Photo Resizing Guidelines

You’ll notice we now have a photo upload limit. Here’s why and how to deal with it.

Digital cameras are getting better and better… and taking bigger pictures than ever. Your camera is probably around 8-20 Megapixels, which means wonderful print-quality photos that can be blown up to poster size. In digital terms, they ARE poster size! Which is pretty useless on a computer screen.

The internet has not benefited from these super-size photos. It’s actually a major problem to upload, store, and distribute them. Large pictures can’t even be displayed on a computer - we have to downsize them to fit your screen. But doing so wastes a lot of valuable data and bandwidth. Low-speed connections like dialup and 2G cell phone connections can’t handle them at all. Much better if they were the correct size in the first place. This is easy to do, as I will explain below.

Up till now, we allowed up to 16 MB uploads. This allowed most folks to upload directly off the camera, without thinking about resizing. This works OK for small forums with less activity. Unfortunately, we woodgassers love our pictures too much… we’ve accumulated an enormous backlog of super-size camera photos. In 2015 we will surpass 30 GB of just photos. It’s very expensive to store and serve up that much data. In fact that would fill our new hosting service to capacity and not leave room for any new posts. Rather than do that, we’re going to slim down the photos we’ve got, and limit the new ones to a reasonable size.

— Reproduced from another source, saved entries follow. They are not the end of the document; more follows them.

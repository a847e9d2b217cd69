//! Enrichment dispatcher
//!
//! Turns canonical envelopes into predictions:
//!
//! ```text
//! classify → pipeline? → features → complete? → score → publish
//!               │            │           │
//!               └── skip ────┴── skip ───┘
//! ```
//!
//! Every envelope is handled on its own; a failure never affects the next
//! one. The inbound message is acknowledged only once a prediction is
//! published or the envelope is known to need none. Transient collaborator
//! failures are retried in place and, when retries run out, the message is
//! left unacknowledged for the broker to deliver again.

use crate::classifier::{EntityClassifier, EntityType};
use crate::feature_store::{FeatureStore, FeatureStoreError};
use crate::metrics::Metrics;
use crate::pipeline::PipelineRegistry;
use crate::scoring::ScoringError;
use event_bus::consumer_retry::{retry_with_backoff, RetryConfig};
use event_bus::dlq::quarantine;
use event_bus::{
    CanonicalEnvelope, Delivery, Envelope, EnvelopeConsumer, EnvelopeError, EnvelopePublisher,
    PredictionEnvelope, PublishError, ShutdownSignal,
};
use std::sync::Arc;
use tracing::Instrument;

/// Why an envelope was acknowledged without a prediction
#[derive(Debug, Clone, PartialEq)]
pub enum SkipReason {
    /// No pipeline for the entity type
    NotActionable(EntityType),
    FeaturesNotFound,
    PartialFeatures { missing: Vec<String> },
}

impl SkipReason {
    pub fn label(&self) -> &'static str {
        match self {
            SkipReason::NotActionable(_) => "not_actionable",
            SkipReason::FeaturesNotFound => "features_not_found",
            SkipReason::PartialFeatures { .. } => "partial_features",
        }
    }
}

#[derive(Debug, Clone, PartialEq)]
pub enum DispatchOutcome {
    Published(PredictionEnvelope),
    Skipped(SkipReason),
}

#[derive(Debug, thiserror::Error)]
pub enum DispatchError {
    #[error("feature lookup failed: {0}")]
    FeatureStore(FeatureStoreError),

    #[error("scoring failed: {0}")]
    Scoring(#[from] ScoringError),

    #[error("prediction rejected: {0}")]
    InvalidPrediction(EnvelopeError),

    #[error("prediction publish failed: {0}")]
    Publish(PublishError),
}

impl DispatchError {
    /// Terminal errors would fail the same way on redelivery
    pub fn is_terminal(&self) -> bool {
        match self {
            DispatchError::FeatureStore(e) => !e.is_transient(),
            DispatchError::Scoring(_) | DispatchError::InvalidPrediction(_) => true,
            DispatchError::Publish(e) => !matches!(e, PublishError::PublishFailed(_)),
        }
    }

    fn stage(&self) -> &'static str {
        match self {
            DispatchError::FeatureStore(_) => "feature_store",
            DispatchError::Scoring(_) | DispatchError::InvalidPrediction(_) => "scoring",
            DispatchError::Publish(_) => "publish",
        }
    }
}

/// What happened to one inbound message
#[derive(Debug, Clone, Copy, PartialEq, Eq)]
pub enum Disposition {
    Acked,
    Quarantined,
    LeftForRedelivery,
}

/// Dispositions counted by [`EnrichmentDispatcher::run`]
#[derive(Debug, Default, Clone, PartialEq, Eq)]
pub struct DispatchStats {
    pub acked: u64,
    pub quarantined: u64,
    pub left_for_redelivery: u64,
}

pub struct EnrichmentDispatcher {
    classifier: EntityClassifier,
    pipelines: PipelineRegistry,
    features: Arc<dyn FeatureStore>,
    publisher: EnvelopePublisher,
    output_topic: String,
    retry: RetryConfig,
    metrics: Metrics,
}

impl EnrichmentDispatcher {
    pub fn new(
        pipelines: PipelineRegistry,
        features: Arc<dyn FeatureStore>,
        publisher: EnvelopePublisher,
        output_topic: impl Into<String>,
        metrics: Metrics,
    ) -> Self {
        Self {
            classifier: EntityClassifier::default(),
            pipelines,
            features,
            publisher,
            output_topic: output_topic.into(),
            retry: RetryConfig::default(),
            metrics,
        }
    }

    pub fn with_classifier(mut self, classifier: EntityClassifier) -> Self {
        self.classifier = classifier;
        self
    }

    pub fn with_retry(mut self, retry: RetryConfig) -> Self {
        self.retry = retry;
        self
    }

    pub fn output_topic(&self) -> &str {
        &self.output_topic
    }

    /// Consume until shutdown. The delivery in hand is always finished.
    pub async fn run(
        &self,
        consumer: &mut EnvelopeConsumer<CanonicalEnvelope>,
        mut shutdown: ShutdownSignal,
    ) -> DispatchStats {
        let mut stats = DispatchStats::default();
        tracing::info!(
            topic = %consumer.topic(),
            consumer = %consumer.durable_name(),
            output_topic = %self.output_topic,
            "Dispatcher started"
        );

        while let Some(delivery) = consumer.next(&mut shutdown).await {
            match self.process(&delivery).await {
                Disposition::Acked => stats.acked += 1,
                Disposition::Quarantined => stats.quarantined += 1,
                Disposition::LeftForRedelivery => stats.left_for_redelivery += 1,
            }
        }

        tracing::info!(
            topic = %consumer.topic(),
            acked = stats.acked,
            quarantined = stats.quarantined,
            left_for_redelivery = stats.left_for_redelivery,
            "Dispatcher stopped"
        );
        stats
    }

    /// Handle one delivery and settle its acknowledgment
    pub async fn process(&self, delivery: &Delivery<CanonicalEnvelope>) -> Disposition {
        let topic = delivery.message.subject.as_str();
        let key = delivery.message.key.as_deref().unwrap_or_default();

        let envelope = match &delivery.envelope {
            Ok(envelope) => envelope,
            Err(e) => {
                tracing::error!(topic = %topic, key = %key, error = %e, "Undecodable inbound envelope");
                return self
                    .quarantine_and_ack(delivery, &e.to_string())
                    .await;
            }
        };

        let span = tracing::info_span!(
            "enrich",
            event_id = %envelope.event_id(),
            entity_id = %envelope.entity_id(),
            event_type = %envelope.event_type(),
        );

        async {
            match self.handle(envelope).await {
                Ok(DispatchOutcome::Published(prediction)) => {
                    self.metrics
                        .predictions_emitted_total
                        .with_label_values(&[prediction.prediction_type()])
                        .inc();
                    tracing::info!(
                        prediction_id = %prediction.prediction_id(),
                        prediction_type = %prediction.prediction_type(),
                        value = prediction.prediction_value(),
                        "Prediction published"
                    );
                    self.ack(delivery).await
                }
                Ok(DispatchOutcome::Skipped(reason)) => {
                    self.metrics
                        .predictions_skipped_total
                        .with_label_values(&[reason.label()])
                        .inc();
                    match &reason {
                        SkipReason::PartialFeatures { missing } => {
                            tracing::info!(missing = ?missing, "Incomplete features, skipping")
                        }
                        other => tracing::debug!(reason = other.label(), "No prediction needed"),
                    }
                    self.ack(delivery).await
                }
                Err(e) => {
                    self.metrics
                        .predictions_failed_total
                        .with_label_values(&[e.stage()])
                        .inc();
                    if e.is_terminal() {
                        tracing::error!(error = %e, "Enrichment failed permanently");
                        self.quarantine_and_ack(delivery, &e.to_string()).await
                    } else {
                        tracing::warn!(
                            error = %e,
                            "Enrichment failed, leaving message for redelivery"
                        );
                        Disposition::LeftForRedelivery
                    }
                }
            }
        }
        .instrument(span)
        .await
    }

    /// Classify, enrich, score and publish one envelope
    pub async fn handle(&self, envelope: &CanonicalEnvelope) -> Result<DispatchOutcome, DispatchError> {
        let entity_type = self.classifier.classify(envelope.event_type());
        let Some(pipeline) = self.pipelines.get(entity_type) else {
            return Ok(DispatchOutcome::Skipped(SkipReason::NotActionable(entity_type)));
        };

        let features = self.features.as_ref();
        let entity_id = envelope.entity_id();
        let names = pipeline.feature_names.as_slice();
        let lookup = retry_with_backoff(
            || features.get_features(entity_type, entity_id, names),
            &self.retry,
            "get_features",
            FeatureStoreError::is_transient,
        )
        .await;

        let values = match lookup {
            Ok(values) => values,
            Err(FeatureStoreError::NotFound { .. }) => {
                return Ok(DispatchOutcome::Skipped(SkipReason::FeaturesNotFound))
            }
            Err(e) => return Err(DispatchError::FeatureStore(e)),
        };

        let vector = match pipeline.feature_vector(&values) {
            Ok(vector) => vector,
            Err(missing) => {
                return Ok(DispatchOutcome::Skipped(SkipReason::PartialFeatures { missing }))
            }
        };

        let value = pipeline.model.predict(&vector)?;
        let prediction = PredictionEnvelope::for_source(
            envelope,
            entity_type.as_str(),
            pipeline.prediction_type.as_str(),
            value,
            pipeline.confidence,
            pipeline.model.model_version(),
        );
        prediction
            .validate()
            .map_err(DispatchError::InvalidPrediction)?;

        let publisher = &self.publisher;
        let topic = self.output_topic.as_str();
        let outgoing = &prediction;
        retry_with_backoff(
            || publisher.publish(topic, outgoing),
            &self.retry,
            "publish_prediction",
            |e| matches!(e, PublishError::PublishFailed(_)),
        )
        .await
        .map_err(DispatchError::Publish)?;

        Ok(DispatchOutcome::Published(prediction))
    }

    async fn ack(&self, delivery: &Delivery<CanonicalEnvelope>) -> Disposition {
        match delivery.ack().await {
            Ok(()) => Disposition::Acked,
            Err(e) => {
                tracing::warn!(
                    sequence = delivery.message.sequence,
                    error = %e,
                    "Ack failed, message will be redelivered"
                );
                Disposition::LeftForRedelivery
            }
        }
    }

    async fn quarantine_and_ack(&self, delivery: &Delivery<CanonicalEnvelope>, reason: &str) -> Disposition {
        let message = &delivery.message;
        let quarantined = quarantine(
            self.publisher.bus().as_ref(),
            &message.subject,
            message.key.as_deref().unwrap_or_default(),
            &message.payload,
            reason,
        )
        .await;
        if quarantined.is_none() {
            tracing::warn!(
                topic = %message.subject,
                "Quarantine failed, leaving message for redelivery"
            );
            return Disposition::LeftForRedelivery;
        }
        self.metrics
            .envelopes_quarantined_total
            .with_label_values(&[message.subject.as_str()])
            .inc();

        match self.ack(delivery).await {
            Disposition::Acked => Disposition::Quarantined,
            other => other,
        }
    }
}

We’re now moving to a 1 MB photo limit, 500 KB preferred, and to achieve that I recommend you resize all photos to 1024 px on the longest dimension. Here’s several ways to do that:

  • Adjust your camera. Most cameras have a photo size setting. If you turn it down far enough, it will take very small photos that look fine, and can be uploaded directly. This may take some experimenting, and some models may not adjust small enough. For those, go to step 2.
  • Resize your picture. There are some free utilities that do this quite well (see below). The target is 1024 on the long edge, and file size should be under 500 KB. Whenever you see a “quality” setting, set it to 80%. Photos uploaded to Google+ can often be downloaded directly and will often work just fine - they do this resizing automatically.
    • Image Resizer (Windows). https://imageresizer.codeplex.com/ To use it, just right click a photo, choose “resize picture”. Put 1024 in the first “custom” box, and leave the second one blank. You can do this on multiple pictures at once.
    • Nautilus Image Converter (Linux) is the same type of thing for our open source friends. For Ubuntu/Mint users, open a terminal and type: sudo apt-get install nautilus-image-converter
    • Preview (Mac) The default preview window has an excellent resizing option. Click Tools > Adjust Size. Alternatively, look for ResizeIt in the iTunes store.
  • Crop your picture. If you don’t want to lose detail, you can simply crop it down to the relevant area of the picture. You’ll need a basic photo editor, like Picasa or Shotwell. Note that you’ll still need to resize it to meet the criteria above. For advanced users, I recommend GIMP. It works on Windows Mac and Linux, and will resize, crop and many other things.
  • Use a photo service. If you have a large photo and can’t stand the idea of shrinking it, then I recommend any of the major photo hosting services. Flickr offers 1 TB of free storage, for example. Then you can get a link to the picture, and put it in your post. It will show up just like it was uploaded here.

Your efforts here will make Drive On Wood a better place! Let’s trim the fat and make the site faster for everybody. Thanks for helping us out!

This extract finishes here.